→ **EXERCISE PROMPT**: Give again only those lines from the start of the entries through the line holding "const FRAME_HZ: f64 = 100.0;", leaving them as they are.

→ **AVAILABLE DATA**:
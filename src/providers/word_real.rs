//! Real word-level CTC emission provider.
//!
//! Loads a tokenizer and a small linear CTC head (weights shaped
//! `[vocab_size, FEATURE_DIM]`) from Hugging Face Hub, the same
//! repo/device-resolution shape as the candle-based model loading in the
//! teacher's audio pipeline. Feature extraction is a fixed-rate,
//! energy-banded front end rather than a full mel filterbank, since the
//! CTC head here only needs a stable per-frame feature vector to score
//! against — not a bit-exact acoustic model.
//!
//! Any failure anywhere in this chain (network, missing repo, malformed
//! weights, tensor shape mismatch) surfaces as `ProviderError` so the
//! caller can fall back to the simulator; nothing here panics.

use std::sync::Arc;

use candle_core::{DType, Device, Tensor};
use candle_nn::ops::log_softmax;
use candle_nn::VarBuilder;
use hf_hub::api::sync::Api;
use tokenizers::Tokenizer;

use crate::providers::cache::{BundleCache, CacheKey};
use crate::providers::{AudioBuffer, EmissionPack, EmissionProvider, ProviderError, ProviderResult};

pub const DEFAULT_MODEL_ID: &str = "voxalign/ctc-word-base";
const WEIGHTS_FILENAME: &str = "model.safetensors";
const TOKENIZER_FILENAME: &str = "tokenizer.json";
const FEATURE_DIM: usize = 80;
const FRAME_HZ: f64 = 100.0;
const BLANK_ID: u32 = 0;
const ALGORITHM_TAG: &str = "ctc-linear-head-v1";

struct WordCtcBundle {
    tokenizer: Tokenizer,
    device: Device,
    head_weight: Tensor,
    head_bias: Tensor,
    vocab_size: usize,
}

pub struct WordRealProvider {
    model_id: String,
    device_preference: String,
    cache: Arc<BundleCache>,
}

impl WordRealProvider {
    pub fn new(cache: Arc<BundleCache>) -> Self {
        Self::with_model(DEFAULT_MODEL_ID, "cpu", cache)
    }

    pub fn with_model(
        model_id: impl Into<String>,
        device_preference: impl Into<String>,
        cache: Arc<BundleCache>,
    ) -> Self {
        Self {
            model_id: model_id.into(),
            device_preference: device_preference.into(),
            cache,
        }
    }

    fn load_bundle(&self) -> anyhow::Result<WordCtcBundle> {
        let device = resolve_device(&self.device_preference)?;
        let api = Api::new()?;
        let repo = api.model(self.model_id.clone());

        let tokenizer_path = repo.get(TOKENIZER_FILENAME)?;
        let weights_path = repo.get(WEIGHTS_FILENAME)?;

        let tokenizer = Tokenizer::from_file(tokenizer_path)
            .map_err(|err| anyhow::anyhow!("tokenizer load failed: {err}"))?;
        let vocab_size = (tokenizer.get_vocab_size(true)).max(BLANK_ID as usize + 1);

        let vb = unsafe { VarBuilder::from_mmaped_safetensors(&[weights_path], DType::F32, &device)? };
        let head_weight = vb.get((vocab_size, FEATURE_DIM), "ctc_head.weight")?;
        let head_bias = vb.get(vocab_size, "ctc_head.bias")?;

        Ok(WordCtcBundle {
            tokenizer,
            device,
            head_weight,
            head_bias,
            vocab_size,
        })
    }

    fn bundle(&self) -> anyhow::Result<Arc<WordCtcBundle>> {
        let key = CacheKey::new(&self.model_id, &self.device_preference);
        self.cache.get_or_try_insert_with(&key, || self.load_bundle())
    }
}

impl EmissionProvider for WordRealProvider {
    fn encode(
        &self,
        symbols: &[String],
        _language: &str,
        audio: &AudioBuffer,
    ) -> ProviderResult<EmissionPack> {
        let bundle = self
            .bundle()
            .map_err(|err| ProviderError::NotAvailable(err.to_string()))?;

        let (token_ids, symbol_token_spans) = encode_words_for_ctc(&bundle.tokenizer, symbols)
            .map_err(|err| ProviderError::EncodingFailed(err.to_string()))?;

        let emissions = run_ctc_head(&bundle, audio)
            .map_err(|err| ProviderError::NotAvailable(err.to_string()))?;

        Ok(EmissionPack {
            emissions: Arc::new(emissions),
            token_ids,
            symbol_token_spans,
            blank_id: BLANK_ID,
            model_id: self.model_id.clone(),
            algorithm_tag: ALGORITHM_TAG.to_string(),
        })
    }
}

/// Resolve the `DEVICE` toggle (§6.4: `auto|cpu|cuda|mps`). `auto` and
/// `mps` both fall through to the first available accelerator this build
/// supports, which today is CUDA-or-CPU; this crate isn't built with
/// candle's `metal` feature, so `mps` degrades to that same probe rather
/// than failing the provider outright.
fn resolve_device(device_preference: &str) -> anyhow::Result<Device> {
    match device_preference {
        "cpu" => Ok(Device::Cpu),
        "cuda" | "auto" | "mps" => Ok(Device::cuda_if_available(0)?),
        other => anyhow::bail!("unknown device preference {other:?}"),
    }
}

/// Encode each word to sub-token ids, inserting a word-delimiter token
/// between (not after) words. Blank-id occurrences are stripped; a word
/// that encodes to nothing falls back to the tokenizer's unk id, or fails
/// the whole call if no unk token is configured (§3/§4.2: empty word-token
/// spans are disallowed).
fn encode_words_for_ctc(
    tokenizer: &Tokenizer,
    words: &[String],
) -> anyhow::Result<(Vec<u32>, Vec<(usize, usize)>)> {
    let delimiter_id = tokenizer.token_to_id("|").or_else(|| tokenizer.token_to_id("_"));
    let unk_id = unk_token_id(tokenizer);

    let mut token_ids = Vec::new();
    let mut spans = Vec::with_capacity(words.len());

    for (index, word) in words.iter().enumerate() {
        if index > 0 {
            if let Some(delim) = delimiter_id {
                if delim != BLANK_ID {
                    token_ids.push(delim);
                }
            }
        }
        let encoding = tokenizer
            .encode(word.as_str(), false)
            .map_err(|err| anyhow::anyhow!("tokenizer encode failed for {word:?}: {err}"))?;
        let start = token_ids.len();
        for id in encoding.get_ids() {
            if *id != BLANK_ID {
                token_ids.push(*id);
            }
        }
        if token_ids.len() == start {
            match unk_id {
                Some(unk) => token_ids.push(unk),
                None => anyhow::bail!("word {word:?} encoded to no tokens and no unk token is configured"),
            }
        }
        spans.push((start, token_ids.len()));
    }

    Ok((token_ids, spans))
}

/// Resolve the tokenizer's unknown-token id by probing the spellings
/// conventional HF tokenizers use.
fn unk_token_id(tokenizer: &Tokenizer) -> Option<u32> {
    ["[UNK]", "<unk>", "<UNK>"]
        .into_iter()
        .find_map(|candidate| tokenizer.token_to_id(candidate))
        .filter(|&id| id != BLANK_ID)
}

fn run_ctc_head(bundle: &WordCtcBundle, audio: &AudioBuffer) -> anyhow::Result<Vec<Vec<f32>>> {
    let features = extract_features(audio);
    let frame_count = features.len() / FEATURE_DIM;
    if frame_count == 0 {
        anyhow::bail!("no audio frames available for feature extraction");
    }

    let features = Tensor::from_vec(features, (frame_count, FEATURE_DIM), &bundle.device)?;
    let logits = features
        .matmul(&bundle.head_weight.t()?)?
        .broadcast_add(&bundle.head_bias)?;
    let log_probs = log_softmax(&logits, 1)?;
    log_probs
        .to_vec2::<f32>()
        .map_err(|err| anyhow::anyhow!("tensor materialization failed: {err}"))
}

/// Fixed-rate, energy-banded feature front end: each `FRAME_HZ` frame is
/// split into `FEATURE_DIM` equal sub-windows and scored by log-RMS energy.
fn extract_features(audio: &AudioBuffer) -> Vec<f32> {
    let sample_rate = audio.sample_rate_hz.max(1) as f64;
    let samples_per_frame = ((sample_rate / FRAME_HZ).round() as usize).max(1);
    let frame_count = (audio.samples.len() / samples_per_frame).max(1);
    let sub_window = (samples_per_frame / FEATURE_DIM).max(1);

    let mut features = Vec::with_capacity(frame_count * FEATURE_DIM);
    for frame in 0..frame_count {
        let frame_start = frame * samples_per_frame;
        for band in 0..FEATURE_DIM {
            let band_start = frame_start + band * sub_window;
            let band_end = (band_start + sub_window).min(audio.samples.len());
            let energy = if band_start >= band_end {
                0.0
            } else {
                let window = &audio.samples[band_start..band_end];
                let mean_sq: f32 =
                    window.iter().map(|v| v * v).sum::<f32>() / window.len() as f32;
                (mean_sq + 1e-8).ln()
            };
            features.push(energy);
        }
    }
    features
}

#[cfg(test)]
mod tests {
    use super::*;

    #[test]
    fn feature_extraction_yields_frame_aligned_vector() {
        let samples = vec![0.1_f32; 1600];
        let audio = AudioBuffer {
            samples: &samples,
            sample_rate_hz: 16_000,
        };
        let features = extract_features(&audio);
        assert_eq!(features.len() % FEATURE_DIM, 0);
        assert!(!features.is_empty());
    }
}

→ **ANSWER FOR THE TASK**:
filename src/providers/word_real.rs
//! Real word-level CTC emission provider.
//!
//! Loads a tokenizer and a small linear CTC head (weights shaped
//! `[vocab_size, FEATURE_DIM]`) from Hugging Face Hub, the same
//! repo/device-resolution shape as the candle-based model loading in the
//! teacher's audio pipeline. Feature extraction is a fixed-rate,
//! energy-banded front end rather than a full mel filterbank, since the
//! CTC head here only needs a stable per-frame feature vector to score
//! against — not a bit-exact acoustic model.
//!
//! Any failure anywhere in this chain (network, missing repo, malformed
//! weights, tensor shape mismatch) surfaces as `ProviderError` so the
//! caller can fall back to the simulator; nothing here panics.

use std::sync::Arc;

use candle_core::{DType, Device, Tensor};
use candle_nn::ops::log_softmax;
use candle_nn::VarBuilder;
use hf_hub::api::sync::Api;
use tokenizers::Tokenizer;

use crate::providers::cache::{BundleCache, CacheKey};
use crate::providers::{AudioBuffer, EmissionPack, EmissionProvider, ProviderError, ProviderResult};

pub const DEFAULT_MODEL_ID: &str = "voxalign/ctc-word-base";
const WEIGHTS_FILENAME: &str = "model.safetensors";
const TOKENIZER_FILENAME: &str = "tokenizer.json";
const FEATURE_DIM: usize = 80;
const FRAME_HZ: f64 = 100.0;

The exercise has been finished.